### What you should do
Using the data beneath, show every line that includes the word "bool".

[Stored data entries]
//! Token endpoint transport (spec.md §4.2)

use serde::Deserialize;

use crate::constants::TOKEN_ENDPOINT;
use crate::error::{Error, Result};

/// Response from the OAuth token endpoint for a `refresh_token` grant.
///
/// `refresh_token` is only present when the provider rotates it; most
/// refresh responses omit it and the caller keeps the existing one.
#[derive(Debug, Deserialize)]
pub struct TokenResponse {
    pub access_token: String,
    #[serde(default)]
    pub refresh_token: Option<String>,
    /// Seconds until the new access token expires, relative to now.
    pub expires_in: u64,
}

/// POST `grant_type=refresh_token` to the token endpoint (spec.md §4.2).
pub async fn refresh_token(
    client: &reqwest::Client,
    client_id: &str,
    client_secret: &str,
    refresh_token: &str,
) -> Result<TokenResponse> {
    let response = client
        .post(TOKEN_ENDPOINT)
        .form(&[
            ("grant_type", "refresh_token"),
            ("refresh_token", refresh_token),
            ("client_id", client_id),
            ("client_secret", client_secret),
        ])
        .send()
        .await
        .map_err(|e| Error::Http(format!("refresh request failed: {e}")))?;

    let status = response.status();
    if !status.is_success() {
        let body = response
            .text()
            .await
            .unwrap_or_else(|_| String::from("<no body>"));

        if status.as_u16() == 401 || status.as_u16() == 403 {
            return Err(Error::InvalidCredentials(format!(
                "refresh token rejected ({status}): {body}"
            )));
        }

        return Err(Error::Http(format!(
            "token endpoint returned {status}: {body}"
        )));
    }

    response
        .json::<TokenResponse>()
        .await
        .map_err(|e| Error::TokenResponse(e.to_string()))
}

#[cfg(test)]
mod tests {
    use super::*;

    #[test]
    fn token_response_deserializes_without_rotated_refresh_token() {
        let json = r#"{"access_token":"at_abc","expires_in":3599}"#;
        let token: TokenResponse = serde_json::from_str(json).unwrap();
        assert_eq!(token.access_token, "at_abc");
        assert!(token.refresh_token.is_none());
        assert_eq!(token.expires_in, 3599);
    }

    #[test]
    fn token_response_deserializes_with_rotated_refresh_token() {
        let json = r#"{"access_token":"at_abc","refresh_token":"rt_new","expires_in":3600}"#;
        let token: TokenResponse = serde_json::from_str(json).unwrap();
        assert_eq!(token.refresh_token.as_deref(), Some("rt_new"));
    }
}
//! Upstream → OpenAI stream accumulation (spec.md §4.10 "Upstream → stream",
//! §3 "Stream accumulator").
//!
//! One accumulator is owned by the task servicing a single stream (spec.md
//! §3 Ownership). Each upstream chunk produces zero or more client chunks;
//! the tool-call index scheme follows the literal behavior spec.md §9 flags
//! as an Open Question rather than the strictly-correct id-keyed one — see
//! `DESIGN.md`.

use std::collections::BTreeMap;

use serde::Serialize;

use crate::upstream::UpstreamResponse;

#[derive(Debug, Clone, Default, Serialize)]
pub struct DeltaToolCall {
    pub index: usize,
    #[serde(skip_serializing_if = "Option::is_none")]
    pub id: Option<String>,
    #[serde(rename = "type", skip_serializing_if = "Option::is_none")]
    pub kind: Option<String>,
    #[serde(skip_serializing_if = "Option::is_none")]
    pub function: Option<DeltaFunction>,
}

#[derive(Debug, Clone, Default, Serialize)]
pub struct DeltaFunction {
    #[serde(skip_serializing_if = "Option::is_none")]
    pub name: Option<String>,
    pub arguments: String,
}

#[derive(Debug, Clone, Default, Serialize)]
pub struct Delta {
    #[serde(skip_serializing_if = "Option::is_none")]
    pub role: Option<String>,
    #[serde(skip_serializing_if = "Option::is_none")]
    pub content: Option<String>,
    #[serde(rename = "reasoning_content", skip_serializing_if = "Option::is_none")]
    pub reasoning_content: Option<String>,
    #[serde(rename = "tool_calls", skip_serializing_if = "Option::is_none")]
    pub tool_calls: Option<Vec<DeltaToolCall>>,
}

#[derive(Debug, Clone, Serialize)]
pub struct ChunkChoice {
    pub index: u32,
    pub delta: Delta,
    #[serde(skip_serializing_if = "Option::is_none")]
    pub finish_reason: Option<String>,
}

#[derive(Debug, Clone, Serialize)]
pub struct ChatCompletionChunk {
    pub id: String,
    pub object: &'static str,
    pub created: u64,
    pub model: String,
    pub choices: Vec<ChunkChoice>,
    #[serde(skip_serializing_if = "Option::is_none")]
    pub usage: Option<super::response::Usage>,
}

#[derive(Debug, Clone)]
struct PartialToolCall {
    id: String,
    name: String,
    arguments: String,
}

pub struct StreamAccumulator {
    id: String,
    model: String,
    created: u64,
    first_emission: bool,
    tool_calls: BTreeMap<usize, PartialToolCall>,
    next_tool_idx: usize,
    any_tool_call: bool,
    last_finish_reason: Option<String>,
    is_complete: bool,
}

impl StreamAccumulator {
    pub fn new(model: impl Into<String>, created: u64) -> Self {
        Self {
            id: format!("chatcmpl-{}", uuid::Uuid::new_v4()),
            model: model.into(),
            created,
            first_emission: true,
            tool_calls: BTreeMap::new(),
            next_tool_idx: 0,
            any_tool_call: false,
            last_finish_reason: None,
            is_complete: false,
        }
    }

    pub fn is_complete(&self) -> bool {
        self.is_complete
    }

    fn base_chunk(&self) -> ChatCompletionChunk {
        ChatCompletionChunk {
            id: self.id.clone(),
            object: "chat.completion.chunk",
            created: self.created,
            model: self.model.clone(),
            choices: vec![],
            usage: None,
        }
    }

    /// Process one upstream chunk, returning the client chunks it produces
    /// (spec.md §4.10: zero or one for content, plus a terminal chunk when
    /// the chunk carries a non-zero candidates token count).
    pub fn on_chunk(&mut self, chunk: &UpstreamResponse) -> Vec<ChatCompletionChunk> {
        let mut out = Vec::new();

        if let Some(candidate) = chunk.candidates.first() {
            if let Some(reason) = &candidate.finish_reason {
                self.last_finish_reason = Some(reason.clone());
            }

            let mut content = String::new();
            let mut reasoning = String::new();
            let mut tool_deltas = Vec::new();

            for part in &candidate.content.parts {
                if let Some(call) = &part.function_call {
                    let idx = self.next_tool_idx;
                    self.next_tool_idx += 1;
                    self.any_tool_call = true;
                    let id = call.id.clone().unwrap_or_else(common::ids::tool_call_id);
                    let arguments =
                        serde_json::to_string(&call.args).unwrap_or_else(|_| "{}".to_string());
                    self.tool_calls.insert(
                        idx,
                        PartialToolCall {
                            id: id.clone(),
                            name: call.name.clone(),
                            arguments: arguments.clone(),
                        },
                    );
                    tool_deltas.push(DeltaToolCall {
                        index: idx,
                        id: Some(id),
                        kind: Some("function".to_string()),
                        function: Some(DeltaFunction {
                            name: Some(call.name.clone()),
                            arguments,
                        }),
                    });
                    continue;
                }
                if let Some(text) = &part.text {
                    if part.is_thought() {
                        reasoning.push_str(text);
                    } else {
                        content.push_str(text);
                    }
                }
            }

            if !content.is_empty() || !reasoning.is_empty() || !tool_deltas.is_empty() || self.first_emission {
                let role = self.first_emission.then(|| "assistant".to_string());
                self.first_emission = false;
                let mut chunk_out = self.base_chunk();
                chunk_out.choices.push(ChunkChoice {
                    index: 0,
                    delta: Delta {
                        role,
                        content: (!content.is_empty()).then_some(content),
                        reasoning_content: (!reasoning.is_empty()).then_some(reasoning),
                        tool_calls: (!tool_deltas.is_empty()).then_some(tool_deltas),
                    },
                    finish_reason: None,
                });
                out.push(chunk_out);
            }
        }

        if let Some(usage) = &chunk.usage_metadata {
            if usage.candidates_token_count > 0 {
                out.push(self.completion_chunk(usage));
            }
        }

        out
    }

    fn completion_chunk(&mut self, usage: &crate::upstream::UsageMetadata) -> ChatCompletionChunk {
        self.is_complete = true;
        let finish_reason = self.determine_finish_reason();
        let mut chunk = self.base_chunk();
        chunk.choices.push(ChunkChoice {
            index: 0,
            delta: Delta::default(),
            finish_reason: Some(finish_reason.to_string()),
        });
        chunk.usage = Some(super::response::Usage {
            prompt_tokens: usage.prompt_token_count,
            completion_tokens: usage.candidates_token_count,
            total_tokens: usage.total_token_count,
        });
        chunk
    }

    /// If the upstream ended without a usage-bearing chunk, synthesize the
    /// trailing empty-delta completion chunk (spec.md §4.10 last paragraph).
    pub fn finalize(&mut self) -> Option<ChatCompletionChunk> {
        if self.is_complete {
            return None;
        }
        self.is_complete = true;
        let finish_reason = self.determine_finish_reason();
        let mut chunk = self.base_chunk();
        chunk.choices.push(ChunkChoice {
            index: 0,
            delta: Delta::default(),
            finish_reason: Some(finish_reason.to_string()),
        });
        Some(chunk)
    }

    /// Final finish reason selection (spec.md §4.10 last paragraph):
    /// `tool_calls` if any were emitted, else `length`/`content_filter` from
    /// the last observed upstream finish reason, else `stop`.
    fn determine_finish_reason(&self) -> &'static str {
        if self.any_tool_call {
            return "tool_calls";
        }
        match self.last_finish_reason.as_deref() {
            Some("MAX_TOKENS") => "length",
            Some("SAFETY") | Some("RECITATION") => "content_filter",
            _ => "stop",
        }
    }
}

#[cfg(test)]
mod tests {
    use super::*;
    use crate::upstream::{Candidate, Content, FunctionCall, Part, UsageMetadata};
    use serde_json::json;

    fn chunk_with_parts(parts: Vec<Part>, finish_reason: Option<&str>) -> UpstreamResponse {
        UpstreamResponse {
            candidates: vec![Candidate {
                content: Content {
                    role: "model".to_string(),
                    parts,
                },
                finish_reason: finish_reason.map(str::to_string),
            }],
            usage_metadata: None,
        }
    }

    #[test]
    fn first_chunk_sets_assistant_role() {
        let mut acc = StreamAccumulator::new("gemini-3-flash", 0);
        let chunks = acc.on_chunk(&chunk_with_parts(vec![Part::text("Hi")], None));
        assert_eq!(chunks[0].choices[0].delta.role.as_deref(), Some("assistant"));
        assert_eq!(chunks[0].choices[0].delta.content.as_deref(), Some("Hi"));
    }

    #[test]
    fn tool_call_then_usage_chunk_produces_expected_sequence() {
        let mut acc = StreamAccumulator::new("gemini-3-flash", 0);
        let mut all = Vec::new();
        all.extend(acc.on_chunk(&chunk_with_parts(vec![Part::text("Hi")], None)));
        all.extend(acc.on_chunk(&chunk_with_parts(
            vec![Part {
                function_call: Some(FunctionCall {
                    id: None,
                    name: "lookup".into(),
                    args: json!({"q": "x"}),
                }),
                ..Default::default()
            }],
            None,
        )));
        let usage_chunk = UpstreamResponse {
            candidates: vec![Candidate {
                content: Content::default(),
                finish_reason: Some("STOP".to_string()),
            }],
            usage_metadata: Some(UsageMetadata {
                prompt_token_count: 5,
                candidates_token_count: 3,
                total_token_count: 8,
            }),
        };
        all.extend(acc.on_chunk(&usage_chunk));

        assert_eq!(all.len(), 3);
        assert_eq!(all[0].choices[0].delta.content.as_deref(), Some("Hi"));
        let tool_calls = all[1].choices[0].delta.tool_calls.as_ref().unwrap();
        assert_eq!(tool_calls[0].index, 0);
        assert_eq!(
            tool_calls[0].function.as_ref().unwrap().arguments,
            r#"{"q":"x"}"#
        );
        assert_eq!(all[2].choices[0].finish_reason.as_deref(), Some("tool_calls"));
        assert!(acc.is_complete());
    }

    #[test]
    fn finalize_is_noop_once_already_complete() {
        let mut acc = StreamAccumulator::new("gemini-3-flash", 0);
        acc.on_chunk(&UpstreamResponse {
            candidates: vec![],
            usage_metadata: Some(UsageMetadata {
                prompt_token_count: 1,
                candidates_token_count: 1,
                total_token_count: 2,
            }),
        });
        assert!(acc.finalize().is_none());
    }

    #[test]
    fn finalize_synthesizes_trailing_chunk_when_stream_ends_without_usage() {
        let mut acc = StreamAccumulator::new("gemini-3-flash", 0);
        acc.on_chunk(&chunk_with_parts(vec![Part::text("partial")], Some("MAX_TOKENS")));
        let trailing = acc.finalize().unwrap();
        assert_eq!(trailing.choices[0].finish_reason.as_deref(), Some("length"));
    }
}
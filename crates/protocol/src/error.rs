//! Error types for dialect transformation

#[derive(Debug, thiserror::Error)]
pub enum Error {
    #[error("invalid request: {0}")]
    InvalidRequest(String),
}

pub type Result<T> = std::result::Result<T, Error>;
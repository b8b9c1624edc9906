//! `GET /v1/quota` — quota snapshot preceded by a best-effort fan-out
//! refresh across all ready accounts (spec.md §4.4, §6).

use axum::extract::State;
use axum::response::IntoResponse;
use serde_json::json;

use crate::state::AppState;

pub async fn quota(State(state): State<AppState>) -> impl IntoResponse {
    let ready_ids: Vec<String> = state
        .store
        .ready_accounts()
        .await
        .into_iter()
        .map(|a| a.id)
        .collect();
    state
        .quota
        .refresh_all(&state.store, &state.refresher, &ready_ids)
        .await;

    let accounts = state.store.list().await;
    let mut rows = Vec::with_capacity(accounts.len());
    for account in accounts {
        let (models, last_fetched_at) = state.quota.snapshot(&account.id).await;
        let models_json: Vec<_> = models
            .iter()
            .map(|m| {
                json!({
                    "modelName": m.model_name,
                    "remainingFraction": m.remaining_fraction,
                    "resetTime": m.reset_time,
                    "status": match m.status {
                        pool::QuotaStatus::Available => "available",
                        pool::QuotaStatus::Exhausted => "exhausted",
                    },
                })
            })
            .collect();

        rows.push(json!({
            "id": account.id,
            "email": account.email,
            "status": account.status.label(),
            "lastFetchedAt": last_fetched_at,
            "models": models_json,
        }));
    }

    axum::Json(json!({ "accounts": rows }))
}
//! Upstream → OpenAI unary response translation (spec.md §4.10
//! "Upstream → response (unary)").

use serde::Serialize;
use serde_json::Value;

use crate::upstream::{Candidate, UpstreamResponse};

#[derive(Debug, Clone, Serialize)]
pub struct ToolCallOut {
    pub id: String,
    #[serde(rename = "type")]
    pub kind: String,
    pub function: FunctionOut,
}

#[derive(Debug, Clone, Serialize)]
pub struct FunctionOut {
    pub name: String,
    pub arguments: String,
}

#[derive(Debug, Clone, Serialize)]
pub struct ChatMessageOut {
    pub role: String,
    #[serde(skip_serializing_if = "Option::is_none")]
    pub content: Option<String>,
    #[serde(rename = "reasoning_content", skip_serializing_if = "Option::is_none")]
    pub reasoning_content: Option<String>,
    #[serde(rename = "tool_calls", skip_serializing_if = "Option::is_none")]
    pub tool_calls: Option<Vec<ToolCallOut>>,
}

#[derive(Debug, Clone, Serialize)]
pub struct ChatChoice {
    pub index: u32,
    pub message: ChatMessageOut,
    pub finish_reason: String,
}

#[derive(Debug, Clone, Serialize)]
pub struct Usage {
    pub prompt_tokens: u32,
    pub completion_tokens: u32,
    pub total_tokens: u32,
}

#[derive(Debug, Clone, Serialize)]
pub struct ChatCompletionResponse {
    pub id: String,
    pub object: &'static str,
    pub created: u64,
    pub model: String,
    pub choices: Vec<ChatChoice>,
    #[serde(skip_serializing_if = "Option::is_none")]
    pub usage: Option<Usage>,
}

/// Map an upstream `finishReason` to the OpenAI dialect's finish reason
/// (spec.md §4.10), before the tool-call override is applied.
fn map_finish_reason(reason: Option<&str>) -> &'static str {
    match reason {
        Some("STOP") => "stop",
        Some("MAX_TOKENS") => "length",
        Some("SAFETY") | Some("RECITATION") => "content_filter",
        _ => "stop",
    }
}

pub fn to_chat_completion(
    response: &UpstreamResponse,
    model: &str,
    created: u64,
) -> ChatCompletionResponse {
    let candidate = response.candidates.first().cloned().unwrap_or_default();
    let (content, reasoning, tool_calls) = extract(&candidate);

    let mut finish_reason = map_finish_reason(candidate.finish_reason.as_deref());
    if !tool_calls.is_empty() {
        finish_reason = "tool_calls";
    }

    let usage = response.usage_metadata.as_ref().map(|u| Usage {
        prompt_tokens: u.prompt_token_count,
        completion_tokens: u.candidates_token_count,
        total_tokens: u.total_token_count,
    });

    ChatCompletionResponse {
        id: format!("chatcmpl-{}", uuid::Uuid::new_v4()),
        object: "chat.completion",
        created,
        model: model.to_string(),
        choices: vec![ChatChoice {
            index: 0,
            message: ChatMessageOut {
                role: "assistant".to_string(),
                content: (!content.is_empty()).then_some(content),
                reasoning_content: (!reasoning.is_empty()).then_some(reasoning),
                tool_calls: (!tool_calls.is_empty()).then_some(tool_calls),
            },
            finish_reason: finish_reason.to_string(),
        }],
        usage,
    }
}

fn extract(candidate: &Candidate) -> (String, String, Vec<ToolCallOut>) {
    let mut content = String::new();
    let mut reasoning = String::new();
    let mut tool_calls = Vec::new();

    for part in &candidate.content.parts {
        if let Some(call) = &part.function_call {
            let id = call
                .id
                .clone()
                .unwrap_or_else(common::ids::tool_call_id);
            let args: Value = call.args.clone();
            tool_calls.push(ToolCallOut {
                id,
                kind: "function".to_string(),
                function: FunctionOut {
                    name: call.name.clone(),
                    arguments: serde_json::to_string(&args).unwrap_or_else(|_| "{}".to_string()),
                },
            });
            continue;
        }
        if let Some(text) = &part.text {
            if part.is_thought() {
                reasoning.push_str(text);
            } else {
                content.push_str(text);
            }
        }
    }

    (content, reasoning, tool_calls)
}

### Response to this task
    first_emission: bool,
    any_tool_call: bool,
    is_complete: bool,
    pub fn is_complete(&self) -> bool {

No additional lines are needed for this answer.